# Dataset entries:
****************

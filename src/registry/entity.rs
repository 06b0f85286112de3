//! Entity-definition model for metadata attachment.
//!
//! This module provides the [`EntityModel`], a thread-safe registry of the program entities
//! that metadata can attach to. An entity is either a type definition or a class-instance
//! prototype, identified by an [`EntityId`] handle and carrying an optional declared parent.
//!
//! # Key Components
//!
//! - [`EntityId`] - Opaque `u32` handle identifying a defined entity
//! - [`EntityKind`] - Classification of entities (type definition vs. prototype)
//! - [`EntityDef`] - Immutable definition record (id, kind, name, parent)
//! - [`EntityModel`] - Central registry of definitions with parent-chain walking
//!
//! # Inheritance Model
//!
//! Inheritance is explicit: each definition names at most one parent, and the parent must
//! already be defined at definition time. Because handles are allocated in definition order,
//! a parent always carries a smaller handle than its children and declared chains can never
//! form a cycle. [`EntityModel::chain`] walks an entity followed by its ancestors, which is
//! the resolution order inheritance-aware metadata lookups use.
//!
//! # Thread Safety
//!
//! The model is designed for concurrent definition and lookup:
//! - Lock-free primary storage (`SkipMap`) keyed by handle
//! - Concurrent name index (`DashMap`)
//! - Atomic handle generation
//!
//! # Examples
//!
//! ```rust
//! use declmeta::registry::{EntityKind, EntityModel};
//!
//! let model = EntityModel::new();
//! let animal = model.define("Animal", EntityKind::Type, None)?;
//! let dog = model.define("Dog", EntityKind::Type, Some(animal))?;
//!
//! assert_eq!(model.parent_of(dog), Some(animal));
//! assert_eq!(model.chain(dog).collect::<Vec<_>>(), vec![dog, animal]);
//! # Ok::<(), declmeta::Error>(())
//! ```

use std::fmt;
use std::sync::{
    atomic::{AtomicU32, Ordering},
    Arc,
};

use crossbeam_skiplist::SkipMap;
use dashmap::DashMap;
use strum::{EnumCount, EnumIter};

use crate::{Error::InvalidTarget, Result};

/// A handle identifying a defined entity within an [`EntityModel`].
///
/// Handles are opaque 32-bit values allocated in definition order, starting at 1.
/// The value 0 is the null handle and never names a defined entity.
#[derive(Clone, Copy, PartialEq, Eq, PartialOrd, Ord, Hash)]
pub struct EntityId(pub u32);

impl EntityId {
    /// Creates an entity handle from a raw 32-bit value
    #[must_use]
    pub fn new(value: u32) -> Self {
        EntityId(value)
    }

    /// Returns the raw handle value
    #[must_use]
    pub fn value(&self) -> u32 {
        self.0
    }

    /// Returns true if this is the null handle (value 0)
    #[must_use]
    pub fn is_null(&self) -> bool {
        self.0 == 0
    }
}

impl From<u32> for EntityId {
    fn from(value: u32) -> Self {
        EntityId(value)
    }
}

impl From<EntityId> for u32 {
    fn from(id: EntityId) -> Self {
        id.0
    }
}

impl fmt::Debug for EntityId {
    fn fmt(&self, f: &mut fmt::Formatter<'_>) -> fmt::Result {
        write!(f, "EntityId(0x{:08x})", self.0)
    }
}

impl fmt::Display for EntityId {
    fn fmt(&self, f: &mut fmt::Formatter<'_>) -> fmt::Result {
        write!(f, "0x{:08x}", self.0)
    }
}

/// Classification of entities that metadata can attach to.
///
/// Mirrors the two target shapes of annotation-style frameworks layered over
/// single-inheritance object models: the type definition itself (annotations placed on
/// the class) and the instance prototype (annotations placed on instance members).
#[derive(Debug, Clone, Copy, PartialEq, Eq, Hash, EnumCount, EnumIter)]
pub enum EntityKind {
    /// A callable type definition (a class or constructor)
    Type,
    /// A class-instance prototype
    Prototype,
}

impl fmt::Display for EntityKind {
    fn fmt(&self, f: &mut fmt::Formatter<'_>) -> fmt::Result {
        match self {
            EntityKind::Type => write!(f, "type"),
            EntityKind::Prototype => write!(f, "prototype"),
        }
    }
}

/// An immutable entity definition.
///
/// Created through [`EntityModel::define`] and shared by reference counting. The parent
/// link, when present, is guaranteed to name an entity defined earlier in the same model.
#[derive(Debug)]
pub struct EntityDef {
    /// Handle identifying this definition within its model
    pub id: EntityId,
    /// Whether this is a type definition or an instance prototype
    pub kind: EntityKind,
    /// Declared name (not required to be unique)
    pub name: String,
    /// Declared parent in the inheritance chain, if any
    pub parent: Option<EntityId>,
}

/// A reference-counted [`EntityDef`]
pub type EntityRc = Arc<EntityDef>;

/// Central registry of entity definitions.
///
/// `EntityModel` is the authoritative source for "is this a valid metadata target" and for
/// parent-chain resolution. It is constructed explicitly by the application and shared by
/// reference with every component that needs it; there is no ambient global instance, which
/// keeps tests isolated and call sites honest about their dependencies.
///
/// # Concurrency Design
///
/// - Primary storage is a `SkipMap` keyed by [`EntityId`] for lock-free ordered access
/// - The name index is a `DashMap` permitting duplicate names
/// - Handle generation uses an atomic counter, so concurrent `define` calls never collide
///
/// # Examples
///
/// ```rust
/// use declmeta::registry::{EntityKind, EntityModel};
///
/// let model = EntityModel::new();
/// let base = model.define("Controller", EntityKind::Type, None)?;
/// let derived = model.define("UserController", EntityKind::Type, Some(base))?;
///
/// assert!(model.get(derived).is_some());
/// assert_eq!(model.find_by_name("Controller").unwrap().id, base);
/// # Ok::<(), declmeta::Error>(())
/// ```
pub struct EntityModel {
    /// Primary definition storage indexed by handle
    entities: SkipMap<EntityId, EntityRc>,
    /// Secondary index: definitions by declared name (duplicates permitted)
    by_name: DashMap<String, Vec<EntityId>>,
    /// Atomic counter for handle allocation; 0 is reserved as the null handle
    next_id: AtomicU32,
}

impl EntityModel {
    /// Create a new empty entity model.
    #[must_use]
    pub fn new() -> Self {
        EntityModel {
            entities: SkipMap::new(),
            by_name: DashMap::new(),
            next_id: AtomicU32::new(1),
        }
    }

    /// Get the next available handle and increment the counter
    fn next_id(&self) -> EntityId {
        EntityId::new(self.next_id.fetch_add(1, Ordering::Relaxed))
    }

    /// Define a new entity and return its handle.
    ///
    /// The parent, when given, must already be defined in this model. Since handles are
    /// allocated in definition order, a declared chain is strictly decreasing in handle
    /// value and can never cycle.
    ///
    /// # Arguments
    /// * `name` - Declared name; duplicates are permitted
    /// * `kind` - Whether this is a type definition or an instance prototype
    /// * `parent` - Declared parent in the inheritance chain, if any
    ///
    /// # Errors
    ///
    /// Returns [`crate::Error::InvalidTarget`] if `parent` does not name a defined entity.
    pub fn define(
        &self,
        name: &str,
        kind: EntityKind,
        parent: Option<EntityId>,
    ) -> Result<EntityId> {
        if let Some(parent) = parent {
            if self.entities.get(&parent).is_none() {
                return Err(InvalidTarget { entity: parent });
            }
        }

        let id = self.next_id();
        self.entities.insert(
            id,
            Arc::new(EntityDef {
                id,
                kind,
                name: name.to_string(),
                parent,
            }),
        );
        self.by_name.entry(name.to_string()).or_default().push(id);
        Ok(id)
    }

    /// Look up a definition by handle.
    #[must_use]
    pub fn get(&self, id: EntityId) -> Option<EntityRc> {
        self.entities.get(&id).map(|entry| entry.value().clone())
    }

    /// Look up the earliest definition with the given name.
    ///
    /// Names are not unique; when several entities share a name, the one defined first wins.
    #[must_use]
    pub fn find_by_name(&self, name: &str) -> Option<EntityRc> {
        let id = self.by_name.get(name).and_then(|ids| ids.first().copied())?;
        self.get(id)
    }

    /// One step up the declared inheritance chain.
    ///
    /// Returns `None` for undefined handles and for entities without a declared parent.
    #[must_use]
    pub fn parent_of(&self, id: EntityId) -> Option<EntityId> {
        self.get(id).and_then(|entity| entity.parent)
    }

    /// The entity itself followed by its declared ancestors, nearest first.
    ///
    /// This is the resolution order used by inheritance-aware metadata lookups. The walk
    /// terminates because parent handles are strictly smaller than their children's.
    pub fn chain(&self, id: EntityId) -> impl Iterator<Item = EntityId> + '_ {
        std::iter::successors(Some(id), move |&entity| self.parent_of(entity))
    }

    /// Resolve a handle, failing if it does not name a defined entity.
    ///
    /// This is the validity check every registry operation applies to its target before
    /// doing anything else.
    ///
    /// # Errors
    ///
    /// Returns [`crate::Error::InvalidTarget`] if `id` is the null handle or was never
    /// returned by [`EntityModel::define`] on this model.
    pub fn expect_valid(&self, id: EntityId) -> Result<EntityRc> {
        self.get(id).ok_or(InvalidTarget { entity: id })
    }

    /// Number of defined entities.
    #[must_use]
    pub fn len(&self) -> usize {
        self.entities.len()
    }

    /// Returns true if no entities have been defined.
    #[must_use]
    pub fn is_empty(&self) -> bool {
        self.entities.is_empty()
    }
}

impl Default for EntityModel {
    fn default() -> Self {
        Self::new()
    }
}

#[cfg(test)]
mod tests {
    use super::*;
    use strum::{EnumCount, IntoEnumIterator};

    #[test]
    fn test_entity_id_basics() {
        let id = EntityId::new(0x42);
        assert_eq!(id.value(), 0x42);
        assert!(!id.is_null());
        assert!(EntityId::new(0).is_null());

        let from: EntityId = 7u32.into();
        let back: u32 = from.into();
        assert_eq!(back, 7);
    }

    #[test]
    fn test_entity_id_display() {
        assert_eq!(format!("{}", EntityId::new(0x1F)), "0x0000001f");
        assert!(format!("{:?}", EntityId::new(1)).contains("EntityId(0x00000001)"));
    }

    #[test]
    fn test_entity_kind_display() {
        assert_eq!(EntityKind::Type.to_string(), "type");
        assert_eq!(EntityKind::Prototype.to_string(), "prototype");
        assert_eq!(EntityKind::iter().count(), EntityKind::COUNT);
    }

    #[test]
    fn test_define_and_get() {
        let model = EntityModel::new();
        let id = model.define("Animal", EntityKind::Type, None).unwrap();

        let def = model.get(id).unwrap();
        assert_eq!(def.id, id);
        assert_eq!(def.name, "Animal");
        assert_eq!(def.kind, EntityKind::Type);
        assert!(def.parent.is_none());
        assert_eq!(model.len(), 1);
    }

    #[test]
    fn test_define_unknown_parent_fails() {
        let model = EntityModel::new();
        let result = model.define("Dog", EntityKind::Type, Some(EntityId::new(99)));
        assert!(matches!(
            result,
            Err(crate::Error::InvalidTarget { entity }) if entity.value() == 99
        ));
        assert!(model.is_empty());
    }

    #[test]
    fn test_parent_chain() {
        let model = EntityModel::new();
        let animal = model.define("Animal", EntityKind::Type, None).unwrap();
        let dog = model.define("Dog", EntityKind::Type, Some(animal)).unwrap();
        let puppy = model.define("Puppy", EntityKind::Type, Some(dog)).unwrap();

        assert_eq!(model.parent_of(puppy), Some(dog));
        assert_eq!(model.parent_of(dog), Some(animal));
        assert_eq!(model.parent_of(animal), None);

        let chain: Vec<_> = model.chain(puppy).collect();
        assert_eq!(chain, vec![puppy, dog, animal]);
    }

    #[test]
    fn test_find_by_name_first_wins() {
        let model = EntityModel::new();
        let first = model.define("Handler", EntityKind::Type, None).unwrap();
        let _second = model.define("Handler", EntityKind::Prototype, None).unwrap();

        assert_eq!(model.find_by_name("Handler").unwrap().id, first);
        assert!(model.find_by_name("Missing").is_none());
    }

    #[test]
    fn test_expect_valid() {
        let model = EntityModel::new();
        let id = model.define("Animal", EntityKind::Type, None).unwrap();

        assert!(model.expect_valid(id).is_ok());
        assert!(model.expect_valid(EntityId::new(0)).is_err());
        assert!(model.expect_valid(EntityId::new(1234)).is_err());
    }

    #[test]
    fn test_concurrent_define_unique_handles() {
        use std::collections::HashSet;
        use std::sync::Arc;

        let model = Arc::new(EntityModel::new());
        let mut handles = Vec::new();
        for t in 0..4 {
            let model = Arc::clone(&model);
            handles.push(std::thread::spawn(move || {
                (0..100)
                    .map(|i| {
                        model
                            .define(&format!("T{}_{}", t, i), EntityKind::Type, None)
                            .unwrap()
                    })
                    .collect::<Vec<_>>()
            }));
        }

        let mut seen = HashSet::new();
        for handle in handles {
            for id in handle.join().unwrap() {
                assert!(seen.insert(id), "duplicate handle {}", id);
            }
        }
        assert_eq!(model.len(), 400);
    }
}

****************

The first line of the records begins the span, and the line containing "or a class-instance" ends it. Reproduce that span exactly, both ends included.

filename src/registry/entity.rs
repository 06b0f85286112de3
//! Entity-definition model for metadata attachment.
//!
//! This module provides the [`EntityModel`], a thread-safe registry of the program entities
//! that metadata can attach to. An entity is either a type definition or a class-instance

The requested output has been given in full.